Nafcillin sodium is a narrow-spectrum beta lactam antibiotic of the penicillin class. As a beta-lactamase-resistant penicillin, it is used to treat infections caused by Gram-positive bacteria, in particular, species of staphylococci that are resistant to other penicillins.

Nafcillin is considered therapeutically equivalent to oxacillin, although its safety profile is somewhat different.

If culture shows Methicillin sensitive Staphylococcus aureus and the patient with brain abscess has not beta lactam allergy, one can change vancomycin to nafcillin.

Nafcillin is indicated in the treatment of staphylococcal infections, except those caused by MRSA.

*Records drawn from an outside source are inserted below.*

//! Shared response envelope types for API handlers.
//!
//! Dashboard responses use a `{ "data": ... }` envelope. Use [`DataResponse`]
//! instead of ad-hoc `serde_json::json!({ "data": ... })`.

use serde::Serialize;

/// Standard `{ "data": T }` response envelope.
#[derive(Debug, Serialize)]
pub struct DataResponse<T: Serialize> {
    pub data: T,
}
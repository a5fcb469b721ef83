//! Handlers for the `/projects` resource.

use axum::extract::{Path, State};
use axum::http::StatusCode;
use axum::Json;
use sitedraw_core::error::CoreError;
use sitedraw_core::types::DbId;
use sitedraw_db::models::draw_request::DrawRequest;
use sitedraw_db::models::project::{CreateProject, Project};
use sitedraw_db::store::{DrawRequestStore, ProjectStore};
use validator::Validate;

use crate::error::{AppError, AppResult};
use crate::extract::AppJson;
use crate::state::AppState;

/// Normalize, validate and insert a project through any [`ProjectStore`].
pub async fn submit_project<S: ProjectStore>(store: &S, input: CreateProject) -> AppResult<Project> {
    let input = input.normalized();
    input.validate()?;

    let project = store.insert_project(&input).await?;
    tracing::info!(
        project_id = project.id,
        status = %project.status,
        "Project created",
    );
    Ok(project)
}

/// Look up a project or fail with 404.
pub async fn ensure_project_exists<S: ProjectStore>(store: &S, id: DbId) -> AppResult<Project> {
    store
        .find_project(id)
        .await?
        .ok_or(AppError::Core(CoreError::NotFound {
            entity: "Project",
            id,
        }))
}

/// Draw requests of an existing project, newest first.
pub async fn project_draw_requests<S>(store: &S, id: DbId) -> AppResult<Vec<DrawRequest>>
where
    S: ProjectStore + DrawRequestStore,
{
    ensure_project_exists(store, id).await?;
    Ok(store.fetch_project_draw_requests(id).await?)
}

/// POST /api/v1/projects
pub async fn create(
    State(state): State<AppState>,
    AppJson(input): AppJson<CreateProject>,
) -> AppResult<(StatusCode, Json<Project>)> {
    let project = submit_project(&state.store(), input).await?;
    Ok((StatusCode::CREATED, Json(project)))
}

/// GET /api/v1/projects
pub async fn list(State(state): State<AppState>) -> AppResult<Json<Vec<Project>>> {
    let projects = state.store().fetch_projects().await?;
    Ok(Json(projects))
}

/// GET /api/v1/projects/{id}
pub async fn get_by_id(
    State(state): State<AppState>,
    Path(id): Path<DbId>,
) -> AppResult<Json<Project>> {
    let project = ensure_project_exists(&state.store(), id).await?;
    Ok(Json(project))
}

/// GET /api/v1/projects/{id}/draw-requests
pub async fn list_draw_requests(
    State(state): State<AppState>,
    Path(id): Path<DbId>,
) -> AppResult<Json<Vec<DrawRequest>>> {
    let draws = project_draw_requests(&state.store(), id).await?;
    Ok(Json(draws))
}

U.S. clinical practice guidelines recommend either nafcillin or oxacillin as the first-line treatment of choice for staphylococcal endocarditis in patients without artificial heart valves.

As with all penicillins, serious life-threatening allergic reactions can occur.

Milder side-effects include:


Nausea and vomiting

Diarrhea, often due to suppression of normal gastrointestinal bacteria, which, on occasion, leads to a more serious super-infection with an organism like Clostridium difficile

Abdominal pain

Yeast infections (thrush) affecting the mouth and tongue or vagina

Agranulocytosis, neutropenia

There is evidence that it induces cytochrome P-450 enzymes specifically CYP2C9. Several drugs with a narrow therapeutic window, such as warfarin and nifedipine, are metabolized by CYP2C9.

Nafcillin contains salts added as stability media. These added salts could cause edema or fluid accumulation. It would be prudent to avoid this medication if there were a concern for a congestive heart failure or kidney disease.